Search the entries for the word "Some" and copy each line that has it.
(Entries supplied begins)
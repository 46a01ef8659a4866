use serde::Deserialize;
use std::fs;
use std::path::Path;

#[derive(Debug, Clone, Deserialize, Default)]
#[serde(default)]
pub struct Config {
    pub server: ServerConfig,
    pub logging: LoggingConfig,
    pub language: LanguageConfig,
}

#[derive(Debug, Clone, Deserialize)]
#[serde(default)]
pub struct ServerConfig {
    pub host: String,
    pub port: u16,
}

#[derive(Debug, Clone, Deserialize)]
#[serde(default)]
pub struct LoggingConfig {
    pub level: String,
    pub file: Option<String>,
}

#[derive(Debug, Clone, Deserialize)]
#[serde(default)]
pub struct LanguageConfig {
    /// Languages the application resolves to, in header matching priority
    pub allowed: Vec<String>,
    /// Fallback when neither the cookie nor the header gives a language
    pub default: String,
    pub cookie: CookieConfig,
}

/// Language cookie parameters, fixed once the resolver is built
#[derive(Debug, Clone, Deserialize, PartialEq, Eq)]
#[serde(default)]
pub struct CookieConfig {
    pub name: String,
    /// Cookie max-age in seconds (default: 365 days)
    #[serde(rename = "timeout", deserialize_with = "deserialize_duration_secs")]
    pub timeout_secs: u64,
    pub domain: Option<String>,
    pub secure: bool,
    pub http_only: bool,
}

impl Config {
    /// Load configuration with environment variable override support
    ///
    /// Loading order:
    /// 1. Load from the given path, or from config.toml when none is given
    /// 2. Override with environment variables (prefixed with APP_)
    /// 3. Validate the final configuration
    pub fn load(path: Option<&str>) -> Result<Self, anyhow::Error> {
        // 1. Load from config file
        let mut config = match path.map(str::to_string).or_else(Self::find_config_file) {
            Some(config_path) => Self::from_toml(&config_path)?,
            None => {
                tracing::warn!("Configuration file not found, using defaults");
                Config::default()
            },
        };

        // 2. Override with environment variables
        config.apply_env_overrides();

        // 3. Validate configuration
        config.validate()?;

        Ok(config)
    }

    /// Apply environment variable overrides
    ///
    /// Supported environment variables:
    /// - APP_SERVER_HOST: Server host (default: 0.0.0.0)
    /// - APP_SERVER_PORT: Server port (default: 8080)
    /// - APP_LOG_LEVEL: Logging level (e.g., "info,language_cookie=debug")
    /// - APP_LANGUAGE_ALLOWED: Comma separated allowed languages (e.g., "en,fr")
    /// - APP_LANGUAGE_DEFAULT: Default language
    /// - APP_LANGUAGE_COOKIE_NAME: Cookie name (default: lang)
    /// - APP_LANGUAGE_COOKIE_TIMEOUT: Cookie max-age (accepts "3600", "12h", "365d")
    /// - APP_LANGUAGE_COOKIE_DOMAIN: Cookie domain
    /// - APP_LANGUAGE_COOKIE_SECURE: Secure flag (true/false)
    /// - APP_LANGUAGE_COOKIE_HTTPONLY: HttpOnly flag (true/false)
    fn apply_env_overrides(&mut self) {
        if let Ok(host) = std::env::var("APP_SERVER_HOST") {
            self.server.host = host;
            tracing::info!("Override server.host from env: {}", self.server.host);
        }

        if let Ok(port) = std::env::var("APP_SERVER_PORT")
            && let Ok(port) = port.parse()
        {
            self.server.port = port;
            tracing::info!("Override server.port from env: {}", self.server.port);
        }

        if let Ok(level) = std::env::var("APP_LOG_LEVEL") {
            self.logging.level = level;
            tracing::info!("Override logging.level from env: {}", self.logging.level);
        }

        if let Ok(allowed) = std::env::var("APP_LANGUAGE_ALLOWED") {
            self.language.allowed = parse_language_list(&allowed);
            tracing::info!("Override language.allowed from env: {:?}", self.language.allowed);
        }

        if let Ok(default) = std::env::var("APP_LANGUAGE_DEFAULT") {
            self.language.default = default.trim().to_string();
            tracing::info!("Override language.default from env: {}", self.language.default);
        }

        if let Ok(name) = std::env::var("APP_LANGUAGE_COOKIE_NAME") {
            self.language.cookie.name = name;
            tracing::info!("Override language.cookie.name from env: {}", self.language.cookie.name);
        }

        if let Ok(timeout) = std::env::var("APP_LANGUAGE_COOKIE_TIMEOUT") {
            match parse_duration_to_secs(&timeout) {
                Ok(val) => {
                    self.language.cookie.timeout_secs = val;
                    tracing::info!(
                        "Override language.cookie.timeout from env: {}s",
                        self.language.cookie.timeout_secs
                    );
                },
                Err(e) => tracing::warn!(
                    "Invalid APP_LANGUAGE_COOKIE_TIMEOUT '{}': {} (keep {}s)",
                    timeout,
                    e,
                    self.language.cookie.timeout_secs
                ),
            }
        }

        if let Ok(domain) = std::env::var("APP_LANGUAGE_COOKIE_DOMAIN") {
            self.language.cookie.domain = Some(domain).filter(|d| !d.is_empty());
            tracing::info!(
                "Override language.cookie.domain from env: {:?}",
                self.language.cookie.domain
            );
        }

        if let Ok(secure) = std::env::var("APP_LANGUAGE_COOKIE_SECURE")
            && let Ok(val) = secure.parse()
        {
            self.language.cookie.secure = val;
            tracing::info!(
                "Override language.cookie.secure from env: {}",
                self.language.cookie.secure
            );
        }

        if let Ok(http_only) = std::env::var("APP_LANGUAGE_COOKIE_HTTPONLY")
            && let Ok(val) = http_only.parse()
        {
            self.language.cookie.http_only = val;
            tracing::info!(
                "Override language.cookie.http_only from env: {}",
                self.language.cookie.http_only
            );
        }
    }

    /// Validate configuration
    fn validate(&self) -> Result<(), anyhow::Error> {
        // Validate server port
        if self.server.port == 0 {
            anyhow::bail!("Server port cannot be 0");
        }

        self.language.cookie.validate()?;

        // The resolver does not enforce these, only warn
        if self.language.allowed.is_empty() {
            tracing::warn!("language.allowed is empty, only cookies and the default will resolve");
        } else if !self.language.allowed.contains(&self.language.default) {
            tracing::warn!(
                "language.default '{}' is not one of the allowed languages {:?}",
                self.language.default,
                self.language.allowed
            );
        }

        Ok(())
    }

    fn find_config_file() -> Option<String> {
        let possible_paths =
            ["conf/config.toml", "config.toml", "./conf/config.toml", "./config.toml"];

        for path in &possible_paths {
            if Path::new(path).exists() {
                return Some(path.to_string());
            }
        }
        None
    }

    fn from_toml(path: &str) -> Result<Self, anyhow::Error> {
        let content = fs::read_to_string(path)?;
        let config: Config = toml::from_str(&content)?;
        Ok(config)
    }
}

impl CookieConfig {
    pub fn validate(&self) -> Result<(), anyhow::Error> {
        if self.name.is_empty() {
            anyhow::bail!("language.cookie.name cannot be empty");
        }
        if self.name.chars().any(|c| c == ';' || c == '=' || c == ',' || c.is_whitespace()) {
            anyhow::bail!("language.cookie.name '{}' is not a valid cookie name", self.name);
        }
        if self.timeout_secs == 0 {
            anyhow::bail!("language.cookie.timeout must be > 0");
        }
        if self.timeout_secs > i64::MAX as u64 {
            anyhow::bail!("language.cookie.timeout is too large");
        }
        Ok(())
    }
}

impl Default for ServerConfig {
    fn default() -> Self {
        Self { host: "0.0.0.0".to_string(), port: 8080 }
    }
}

impl Default for LoggingConfig {
    fn default() -> Self {
        Self {
            level: "info,language_cookie=debug".to_string(),
            file: Some("logs/language-cookie.log".to_string()),
        }
    }
}

impl Default for LanguageConfig {
    fn default() -> Self {
        Self {
            allowed: vec!["en".to_string()],
            default: "en".to_string(),
            cookie: CookieConfig::default(),
        }
    }
}

impl Default for CookieConfig {
    fn default() -> Self {
        Self {
            name: "lang".to_string(),
            timeout_secs: 365 * 24 * 60 * 60,
            domain: None,
            secure: false,
            http_only: false,
        }
    }
}

// =========================
// Helpers for parsing values
// =========================

fn parse_language_list(input: &str) -> Vec<String> {
    input
        .split(',')
        .map(str::trim)
        .filter(|tag| !tag.is_empty())
        .map(str::to_string)
        .collect()
}

fn parse_duration_to_secs(input: &str) -> Result<u64, String> {
    // Accept plain numbers (treated as seconds)
    if let Ok(val) = input.parse::<u64>() {
        return Ok(val);
    }

    let s = input.trim().to_lowercase();
    let (num_str, unit) = s.split_at(s.chars().take_while(|c| c.is_ascii_digit()).count());
    if num_str.is_empty() || unit.is_empty() {
        return Err("missing number or unit".into());
    }
    let n: u64 = num_str.parse().map_err(|_| "invalid number".to_string())?;
    let secs = match unit {
        "s" | "sec" | "secs" | "second" | "seconds" => Some(n),
        "m" | "min" | "mins" | "minute" | "minutes" => n.checked_mul(60),
        "h" | "hr" | "hour" | "hours" => n.checked_mul(60 * 60),
        "d" | "day" | "days" => n.checked_mul(60 * 60 * 24),
        "w" | "week" | "weeks" => n.checked_mul(60 * 60 * 24 * 7),
        _ => return Err(format!("unsupported unit: {}", unit)),
    };
    secs.ok_or_else(|| "duration overflow".to_string())
}

// Custom serde deserializer to support numeric or human-friendly string values
fn deserialize_duration_secs<'de, D>(deserializer: D) -> Result<u64, D::Error>
where
    D: serde::Deserializer<'de>,
{
    struct Visitor;
    impl<'de> serde::de::Visitor<'de> for Visitor {
        type Value = u64;
        fn expecting(&self, f: &mut std::fmt::Formatter) -> std::fmt::Result {
            write!(f, "a number of seconds or a string like '30s', '12h', '365d'")
        }
        fn visit_u64<E>(self, v: u64) -> Result<Self::Value, E> {
            Ok(v)
        }
        fn visit_i64<E>(self, v: i64) -> Result<Self::Value, E>
        where
            E: serde::de::Error,
        {
            if v >= 0 { Ok(v as u64) } else { Err(E::custom("negative not allowed")) }
        }
        fn visit_str<E>(self, v: &str) -> Result<Self::Value, E>
        where
            E: serde::de::Error,
        {
            parse_duration_to_secs(v).map_err(E::custom)
        }
        fn visit_string<E>(self, v: String) -> Result<Self::Value, E>
        where
            E: serde::de::Error,
        {
            parse_duration_to_secs(&v).map_err(E::custom)
        }
    }
    deserializer.deserialize_any(Visitor)
}
use std::sync::Arc;

use axum::{Json, extract::State, extract::rejection::JsonRejection, http::StatusCode};

use crate::AppState;
use crate::models::{
    ChangeLanguageRequest, CurrentLanguageResponse, HealthResponse, LanguagesResponse,
};
use crate::utils::{ApiError, ApiResult, CurrentLanguage};

/// Get the language resolved for this request
#[utoipa::path(
    get,
    path = "/api/language",
    responses(
        (status = 200, description = "Current language", body = CurrentLanguageResponse)
    ),
    tag = "Language"
)]
pub async fn get_language(language: CurrentLanguage) -> Json<CurrentLanguageResponse> {
    tracing::debug!("Current language: {}", language);
    Json(CurrentLanguageResponse { language })
}

/// Change the language of this request, and of the language cookie
#[utoipa::path(
    post,
    path = "/api/language",
    request_body = ChangeLanguageRequest,
    responses(
        (status = 201, description = "Language after the change", body = CurrentLanguageResponse),
        (status = 400, description = "Malformed request body"),
        (status = 500, description = "Language resolver misconfigured"),
    ),
    tag = "Language"
)]
pub async fn change_language(
    State(state): State<Arc<AppState>>,
    language: CurrentLanguage,
    payload: Result<Json<ChangeLanguageRequest>, JsonRejection>,
) -> ApiResult<(StatusCode, Json<CurrentLanguageResponse>)> {
    let Json(payload) = payload.map_err(|e| ApiError::invalid_data(e.body_text()))?;

    match payload.language.as_deref() {
        Some(requested) => {
            tracing::info!("Changing language from '{}' to '{}'", language, requested);
            if !state.resolver.change_language(requested)? {
                tracing::info!("Language '{}' is not allowed, keeping '{}'", requested, language);
            }
        },
        None => tracing::debug!("Change language request without language"),
    }

    Ok((StatusCode::CREATED, Json(CurrentLanguageResponse { language })))
}

/// List the allowed and default languages
#[utoipa::path(
    get,
    path = "/api/languages",
    responses(
        (status = 200, description = "Language settings", body = LanguagesResponse)
    ),
    tag = "Language"
)]
pub async fn list_languages(
    State(state): State<Arc<AppState>>,
    current: CurrentLanguage,
) -> ApiResult<Json<LanguagesResponse>> {
    let allowed = state.resolver.allowed_languages()?;
    let default = state.resolver.default_language()?;
    tracing::debug!("Allowed languages: {:?} (default: {})", allowed, default);
    Ok(Json(LanguagesResponse { allowed, default, current }))
}

/// Health check
#[utoipa::path(
    get,
    path = "/api/health",
    responses(
        (status = 200, description = "Service is healthy", body = HealthResponse)
    ),
    tag = "System"
)]
pub async fn health_check() -> Json<HealthResponse> {
    Json(HealthResponse { status: "ok".to_string() })
}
(Entries supplied ends)
- Written response -
            Some(config_path) => Self::from_toml(&config_path)?,
            self.language.cookie.domain = Some(domain).filter(|d| !d.is_empty());
                return Some(path.to_string());
            file: Some("logs/language-cookie.log".to_string()),
        "s" | "sec" | "secs" | "second" | "seconds" => Some(n),
        Some(requested) => {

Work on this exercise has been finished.